*Data excerpts*

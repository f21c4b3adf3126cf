//! Recalculation repository trait: the writes a run produces.

use async_trait::async_trait;
use chrono::NaiveDate;

use super::error::RepositoryResult;
use crate::db::models::RunRecord;
use crate::models::{BlockId, TaskId, TimelineId};

/// Writes emitted by a recalculation run.
///
/// Writes are applied individually; there is no cross-entity transaction.
/// Callers serialize runs per timeline, so a partially applied run is only
/// ever followed by a complete rerun.
#[async_trait]
pub trait RecalculationRepository: Send + Sync {
    /// Store a block's recomputed window.
    async fn persist_block_window(
        &self,
        block_id: BlockId,
        start_date: NaiveDate,
        end_date: NaiveDate,
    ) -> RepositoryResult<()>;

    /// Store a task's recomputed due date.
    ///
    /// # Arguments
    /// * `overdue_on_original_plan` - `Some(true)` sets the flag; `None`
    ///   leaves whatever is stored untouched
    async fn persist_task_due_date(
        &self,
        task_id: TaskId,
        due_date: NaiveDate,
        overdue_on_original_plan: Option<bool>,
    ) -> RepositoryResult<()>;

    /// Append an audit record and stamp the timeline with the run's
    /// `recorded_at` and scale factor.
    async fn record_run_metadata(&self, record: &RunRecord) -> RepositoryResult<()>;

    /// Run records of a timeline, oldest first.
    async fn list_run_records(&self, timeline_id: TimelineId) -> RepositoryResult<Vec<RunRecord>>;
}
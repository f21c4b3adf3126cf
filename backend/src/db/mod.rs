//! Storage for timelines, blocks, tasks and run records.
//!
//! The module follows the Repository pattern so storage backends can be
//! swapped without touching the engine or the HTTP layer:
//!
//! - `services`: repository-agnostic operations (use these in your application!)
//! - `repository`: trait definitions ([`TimelineRepository`], [`RecalculationRepository`])
//! - `repositories::local`: in-memory implementation
//! - `factory`: creation of repository instances from env or `repository.toml`
//!
//! # Recommended Usage
//!
//! ```ignore
//! use leadtime_planner::db::{services, RepositoryFactory};
//!
//! async fn example() -> anyhow::Result<()> {
//!     let repo = RepositoryFactory::from_env()?;
//!     let timelines = services::list_timelines(repo.as_ref()).await?;
//!     Ok(())
//! }
//! ```

#[cfg(not(feature = "local-repo"))]
compile_error!("Enable at least one repository backend feature.");

pub mod checksum;
pub mod factory;
pub mod models;
pub mod repo_config;
pub mod repositories;
pub mod repository;
pub mod services;

pub use checksum::{calculate_checksum, fingerprint};
pub use factory::{RepositoryBuilder, RepositoryFactory, RepositoryType};
pub use models::RunRecord;
pub use repo_config::{RecalculationSettings, RepositoryConfig};
pub use repositories::LocalRepository;
pub use repository::{
    ErrorContext, FullRepository, RecalculationRepository, RepositoryError, RepositoryResult,
    TimelineRepository,
};

use anyhow::{Context, Result};
use std::sync::{Arc, OnceLock};

/// Global repository instance initialized once per process.
static REPOSITORY: OnceLock<Arc<dyn FullRepository>> = OnceLock::new();

/// Initialize the global repository singleton.
///
/// The backend comes from `repository.toml` when one is found, otherwise
/// from `REPOSITORY_TYPE`.
pub fn init_repository() -> Result<()> {
    if REPOSITORY.get().is_some() {
        return Ok(());
    }

    let repo = RepositoryFactory::from_default_config()
        .map_err(|e| anyhow::Error::msg(e.to_string()))?;
    let _ = REPOSITORY.set(repo);
    Ok(())
}

/// Get a reference to the global repository instance.
pub fn get_repository() -> Result<&'static Arc<dyn FullRepository>> {
    if REPOSITORY.get().is_none() {
        init_repository()?;
    }

    REPOSITORY
        .get()
        .context("Repository not initialized. Call init_repository() first.")
}
pub mod dates;
pub mod macros;
pub mod timeline;

pub use dates::*;
pub use timeline::*;
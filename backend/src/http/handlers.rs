//! HTTP handlers for the REST API.
//!
//! Each handler corresponds to an API endpoint and delegates to the service
//! layer. The engine is cheap, so recalculations run inline.

use axum::{
    body::Bytes,
    extract::{Path, State},
    http::StatusCode,
    Json,
};

use super::dto::{
    HealthResponse, RecalculateOptions, RecalculationOutcome, RecalculationSummary,
    RunListResponse, TimelineDetail, TimelineListResponse, TimelineSnapshot, UpdateAnchorRequest,
    UpdateAnchorResponse,
};
use super::error::AppError;
use super::state::AppState;
use crate::db::services as db_services;
use crate::db::TimelineRepository;
use crate::models::{EventAnchor, Timeline, TimelineId};
use crate::services;

/// Result type for handlers.
pub type HandlerResult<T> = Result<Json<T>, AppError>;

/// Empty bodies select the defaults.
fn parse_options(body: &Bytes) -> Result<RecalculateOptions, AppError> {
    if body.iter().all(u8::is_ascii_whitespace) {
        return Ok(RecalculateOptions::default());
    }
    serde_json::from_slice(body)
        .map_err(|e| AppError::BadRequest(format!("Invalid recalculation options: {}", e)))
}

// =============================================================================
// Health Check
// =============================================================================

/// GET /health
pub async fn health_check(State(state): State<AppState>) -> HandlerResult<HealthResponse> {
    let repo_status = match db_services::health_check(state.repository.as_ref()).await {
        Ok(true) => "connected".to_string(),
        Ok(false) => "disconnected".to_string(),
        Err(e) => format!("error: {}", e),
    };

    Ok(Json(HealthResponse {
        status: "ok".to_string(),
        version: "v1".to_string(),
        repository: repo_status,
    }))
}

// =============================================================================
// Timelines
// =============================================================================

/// GET /v1/timelines
pub async fn list_timelines(State(state): State<AppState>) -> HandlerResult<TimelineListResponse> {
    let timelines = db_services::list_timelines(state.repository.as_ref()).await?;
    let total = timelines.len();
    Ok(Json(TimelineListResponse { timelines, total }))
}

/// POST /v1/timelines
///
/// Import a timeline snapshot. IDs in the snapshot are local references and
/// are replaced by store-assigned IDs.
pub async fn create_timeline(
    State(state): State<AppState>,
    Json(snapshot): Json<TimelineSnapshot>,
) -> Result<(StatusCode, Json<Timeline>), AppError> {
    let timeline = db_services::store_timeline(state.repository.as_ref(), &snapshot).await?;
    Ok((StatusCode::CREATED, Json(timeline)))
}

/// GET /v1/timelines/{timeline_id}
pub async fn get_timeline(
    State(state): State<AppState>,
    Path(timeline_id): Path<i64>,
) -> HandlerResult<TimelineDetail> {
    let timeline_id = TimelineId::new(timeline_id);
    let repo = state.repository.as_ref();

    let timeline = db_services::get_timeline(repo, timeline_id).await?;
    let blocks = repo.load_blocks(timeline_id).await?;
    let tasks = repo.load_tasks(timeline_id).await?;

    Ok(Json(TimelineDetail {
        timeline,
        blocks,
        tasks,
    }))
}

// =============================================================================
// Event Anchor
// =============================================================================

/// GET /v1/timelines/{timeline_id}/anchor
pub async fn get_anchor(
    State(state): State<AppState>,
    Path(timeline_id): Path<i64>,
) -> HandlerResult<EventAnchor> {
    let anchor =
        services::get_event_anchor(state.repository.as_ref(), TimelineId::new(timeline_id)).await?;
    Ok(Json(anchor))
}

/// PUT /v1/timelines/{timeline_id}/anchor
///
/// Move the event date, optionally recalculating against the new version.
pub async fn update_anchor(
    State(state): State<AppState>,
    Path(timeline_id): Path<i64>,
    Json(request): Json<UpdateAnchorRequest>,
) -> HandlerResult<UpdateAnchorResponse> {
    let timeline_id = TimelineId::new(timeline_id);
    let repo = state.repository.as_ref();

    let anchor = services::update_event_anchor(
        repo,
        &state.guards,
        timeline_id,
        request.date,
        request.expected_source_version,
        request.force,
    )
    .await?;

    let recalculation = if request.recalculate && anchor.date.is_some() {
        let options = RecalculateOptions {
            expected_source_version: Some(anchor.source_version),
            ..Default::default()
        };
        Some(
            services::recalculate_timeline(repo, &state.guards, timeline_id, &options, &state.settings)
                .await?,
        )
    } else {
        None
    };

    Ok(Json(UpdateAnchorResponse {
        anchor,
        recalculation,
    }))
}

// =============================================================================
// Recalculation
// =============================================================================

/// POST /v1/timelines/{timeline_id}/recalculate
///
/// Body (optional): `{"respect_locks": bool, "distribution": "frontload" |
/// "balanced" | "even", "expected_source_version": n}`.
pub async fn recalculate(
    State(state): State<AppState>,
    Path(timeline_id): Path<i64>,
    body: Bytes,
) -> HandlerResult<RecalculationSummary> {
    let options = parse_options(&body)?;
    let summary = services::recalculate_timeline(
        state.repository.as_ref(),
        &state.guards,
        TimelineId::new(timeline_id),
        &options,
        &state.settings,
    )
    .await?;
    Ok(Json(summary))
}

/// POST /v1/timelines/{timeline_id}/recalculate/preview
///
/// Same input as `recalculate`; returns the full outcome and writes nothing.
pub async fn preview_recalculation(
    State(state): State<AppState>,
    Path(timeline_id): Path<i64>,
    body: Bytes,
) -> HandlerResult<RecalculationOutcome> {
    let options = parse_options(&body)?;
    let outcome = services::preview_recalculation(
        state.repository.as_ref(),
        TimelineId::new(timeline_id),
        &options,
        &state.settings,
    )
    .await?;
    Ok(Json(outcome))
}

/// GET /v1/timelines/{timeline_id}/runs
pub async fn list_runs(
    State(state): State<AppState>,
    Path(timeline_id): Path<i64>,
) -> HandlerResult<RunListResponse> {
    let runs =
        db_services::list_run_records(state.repository.as_ref(), TimelineId::new(timeline_id)).await?;
    let total = runs.len();
    Ok(Json(RunListResponse { runs, total }))
}
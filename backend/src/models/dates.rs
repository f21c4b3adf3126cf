//! Calendar-date helpers shared by the scheduler and the service layer.
//!
//! All scheduling happens on whole calendar days (`chrono::NaiveDate`); no
//! time-of-day or timezone arithmetic leaks into the engine.

use chrono::{Datelike, Duration, Months, NaiveDate, Utc};

/// Average month length in days, used to turn lead time into fractional months.
pub const AVERAGE_MONTH_DAYS: f64 = 30.437;

/// Current calendar date in UTC.
pub fn today_utc() -> NaiveDate {
    Utc::now().date_naive()
}

/// Signed number of calendar days from `earlier` to `later`.
pub fn days_between(later: NaiveDate, earlier: NaiveDate) -> i64 {
    (later - earlier).num_days()
}

/// Shift a date by a signed number of days, saturating at the calendar bounds.
pub fn shift_days(date: NaiveDate, days: i64) -> NaiveDate {
    date.checked_add_signed(Duration::days(days))
        .unwrap_or(if days >= 0 { NaiveDate::MAX } else { NaiveDate::MIN })
}

/// Subtract whole months. Days past the end of the target month clamp to its
/// last day (e.g. 31 March minus one month is 28/29 February).
pub fn months_before(date: NaiveDate, months: u32) -> NaiveDate {
    date.checked_sub_months(Months::new(months))
        .unwrap_or(NaiveDate::MIN)
}

/// Monday of the ISO week containing `date`.
pub fn start_of_week(date: NaiveDate) -> NaiveDate {
    let offset = date.weekday().num_days_from_monday() as i64;
    shift_days(date, -offset)
}
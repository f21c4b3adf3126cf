//! Per-timeline serialization of recalculation runs.

use parking_lot::Mutex;
use std::collections::HashMap;
use std::sync::Arc;
use tokio::sync::{Mutex as AsyncMutex, OwnedMutexGuard};

use crate::models::TimelineId;

/// Async locks keyed by timeline.
///
/// Runs on the same timeline queue up; different timelines proceed in
/// parallel. Cloning shares the lock table.
#[derive(Clone, Default)]
pub struct TimelineGuards {
    locks: Arc<Mutex<HashMap<TimelineId, Arc<AsyncMutex<()>>>>>,
}

impl TimelineGuards {
    pub fn new() -> Self {
        Self::default()
    }

    /// Wait for exclusive access to `timeline_id`. Released on drop.
    pub async fn acquire(&self, timeline_id: TimelineId) -> OwnedMutexGuard<()> {
        let lock = {
            let mut locks = self.locks.lock();
            prune_idle(&mut locks);
            locks.entry(timeline_id).or_default().clone()
        };
        lock.lock_owned().await
    }

    /// Number of timelines currently held or waited on.
    pub fn tracked(&self) -> usize {
        let mut locks = self.locks.lock();
        prune_idle(&mut locks);
        locks.len()
    }
}

/// Drop entries nobody holds or waits on. Holders and waiters each keep a
/// clone of the `Arc`, so a count of one means only the table references it.
fn prune_idle(locks: &mut HashMap<TimelineId, Arc<AsyncMutex<()>>>) {
    locks.retain(|_, lock| Arc::strong_count(lock) > 1);
}
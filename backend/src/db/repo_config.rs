//! Configuration file support.
//!
//! `repository.toml` selects the storage backend and tunes recalculation:
//!
//! ```toml
//! [repository]
//! type = "local"
//!
//! [recalculation]
//! grace_days = 2
//! default_distribution = "frontload"
//! respect_locks = true
//! max_dependency_passes = 100
//! ```

use log::warn;
use serde::{Deserialize, Serialize};
use std::fs;
use std::path::{Path, PathBuf};
use std::str::FromStr;

use super::factory::RepositoryType;
use super::repository::RepositoryError;
use crate::models::Distribution;
use crate::scheduler::{DEFAULT_GRACE_DAYS, DEFAULT_MAX_DEPENDENCY_PASSES};

/// Configuration file contents.
#[derive(Debug, Clone, Default, Serialize, Deserialize)]
pub struct RepositoryConfig {
    #[serde(default)]
    pub repository: RepositorySettings,
    #[serde(default)]
    pub recalculation: RecalculationSettings,
}

/// Repository type settings.
#[derive(Debug, Clone, Serialize, Deserialize)]
pub struct RepositorySettings {
    #[serde(rename = "type")]
    pub repo_type: String,
}

impl Default for RepositorySettings {
    fn default() -> Self {
        Self {
            repo_type: "local".to_string(),
        }
    }
}

/// Defaults applied to every recalculation run.
#[derive(Debug, Clone, Copy, PartialEq, Eq, Serialize, Deserialize)]
pub struct RecalculationSettings {
    /// Days after today used for dates that would fall in the past
    #[serde(default = "default_grace_days")]
    pub grace_days: u32,
    #[serde(default)]
    pub default_distribution: Distribution,
    #[serde(default = "default_respect_locks")]
    pub respect_locks: bool,
    #[serde(default = "default_max_dependency_passes")]
    pub max_dependency_passes: usize,
}

fn default_grace_days() -> u32 {
    DEFAULT_GRACE_DAYS
}

fn default_respect_locks() -> bool {
    true
}

fn default_max_dependency_passes() -> usize {
    DEFAULT_MAX_DEPENDENCY_PASSES
}

impl Default for RecalculationSettings {
    fn default() -> Self {
        Self {
            grace_days: default_grace_days(),
            default_distribution: Distribution::default(),
            respect_locks: default_respect_locks(),
            max_dependency_passes: default_max_dependency_passes(),
        }
    }
}

impl RecalculationSettings {
    /// Defaults overridden by `RECALC_GRACE_DAYS` and `RECALC_DEFAULT_DISTRIBUTION`.
    pub fn from_env() -> Self {
        Self::default().with_env_overrides()
    }

    /// Apply environment overrides. Unparseable values are logged and ignored.
    pub fn with_env_overrides(mut self) -> Self {
        if let Ok(val) = std::env::var("RECALC_GRACE_DAYS") {
            match val.trim().parse() {
                Ok(days) => self.grace_days = days,
                Err(_) => warn!("Ignoring invalid RECALC_GRACE_DAYS='{}'", val),
            }
        }
        if let Ok(val) = std::env::var("RECALC_DEFAULT_DISTRIBUTION") {
            match val.parse() {
                Ok(distribution) => self.default_distribution = distribution,
                Err(e) => warn!("Ignoring RECALC_DEFAULT_DISTRIBUTION: {}", e),
            }
        }
        self
    }

    /// Replace out-of-range values with their defaults.
    pub fn validated(mut self) -> Self {
        if self.max_dependency_passes == 0 {
            warn!(
                "Ignoring max_dependency_passes = 0; using {}",
                DEFAULT_MAX_DEPENDENCY_PASSES
            );
            self.max_dependency_passes = DEFAULT_MAX_DEPENDENCY_PASSES;
        }
        self
    }
}

impl RepositoryConfig {
    /// Load configuration from a TOML file.
    ///
    /// # Returns
    /// * `Err(RepositoryError::ConfigurationError)` if the file cannot be read or parsed
    pub fn from_file<P: AsRef<Path>>(path: P) -> Result<Self, RepositoryError> {
        let content = fs::read_to_string(path.as_ref()).map_err(|e| {
            RepositoryError::configuration(format!("Failed to read config file: {}", e))
        })?;

        let mut config: Self = toml::from_str(&content).map_err(|e| {
            RepositoryError::configuration(format!("Failed to parse config file: {}", e))
        })?;
        config.recalculation = config.recalculation.validated();
        Ok(config)
    }

    /// Locate `repository.toml` relative to `dir`.
    ///
    /// Searches, in order:
    /// 1. `dir` itself
    /// 2. `dir/backend/`
    /// 3. The parent of `dir`
    pub fn locate_in<P: AsRef<Path>>(dir: P) -> Option<PathBuf> {
        let dir = dir.as_ref();
        [
            dir.join("repository.toml"),
            dir.join("backend").join("repository.toml"),
            dir.join("..").join("repository.toml"),
        ]
        .into_iter()
        .find(|path| path.exists())
    }

    /// Load configuration from the default location under the working directory.
    pub fn from_default_location() -> Result<Self, RepositoryError> {
        match Self::locate_in(".") {
            Some(path) => Self::from_file(path),
            None => Err(RepositoryError::configuration(
                "No repository.toml found in standard locations",
            )),
        }
    }

    pub fn repository_type(&self) -> Result<RepositoryType, String> {
        RepositoryType::from_str(&self.repository.repo_type)
    }
}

*What you should do*
Repeat, word for word, the lines above between the line holding "the service layer." and the line holding "pub fn start_of_week(date: NaiveDate)", inclusive; omit everything else.

*Exercise answer*
//! Calendar-date helpers shared by the scheduler and the service layer.
//!
//! All scheduling happens on whole calendar days (`chrono::NaiveDate`); no
//! time-of-day or timezone arithmetic leaks into the engine.

use chrono::{Datelike, Duration, Months, NaiveDate, Utc};

/// Average month length in days, used to turn lead time into fractional months.
pub const AVERAGE_MONTH_DAYS: f64 = 30.437;

/// Current calendar date in UTC.
pub fn today_utc() -> NaiveDate {
    Utc::now().date_naive()
}

/// Signed number of calendar days from `earlier` to `later`.
pub fn days_between(later: NaiveDate, earlier: NaiveDate) -> i64 {
    (later - earlier).num_days()
}

/// Shift a date by a signed number of days, saturating at the calendar bounds.
pub fn shift_days(date: NaiveDate, days: i64) -> NaiveDate {
    date.checked_add_signed(Duration::days(days))
        .unwrap_or(if days >= 0 { NaiveDate::MAX } else { NaiveDate::MIN })
}

/// Subtract whole months. Days past the end of the target month clamp to its
/// last day (e.g. 31 March minus one month is 28/29 February).
pub fn months_before(date: NaiveDate, months: u32) -> NaiveDate {
    date.checked_sub_months(Months::new(months))
        .unwrap_or(NaiveDate::MIN)
}

/// Monday of the ISO week containing `date`.
pub fn start_of_week(date: NaiveDate) -> NaiveDate {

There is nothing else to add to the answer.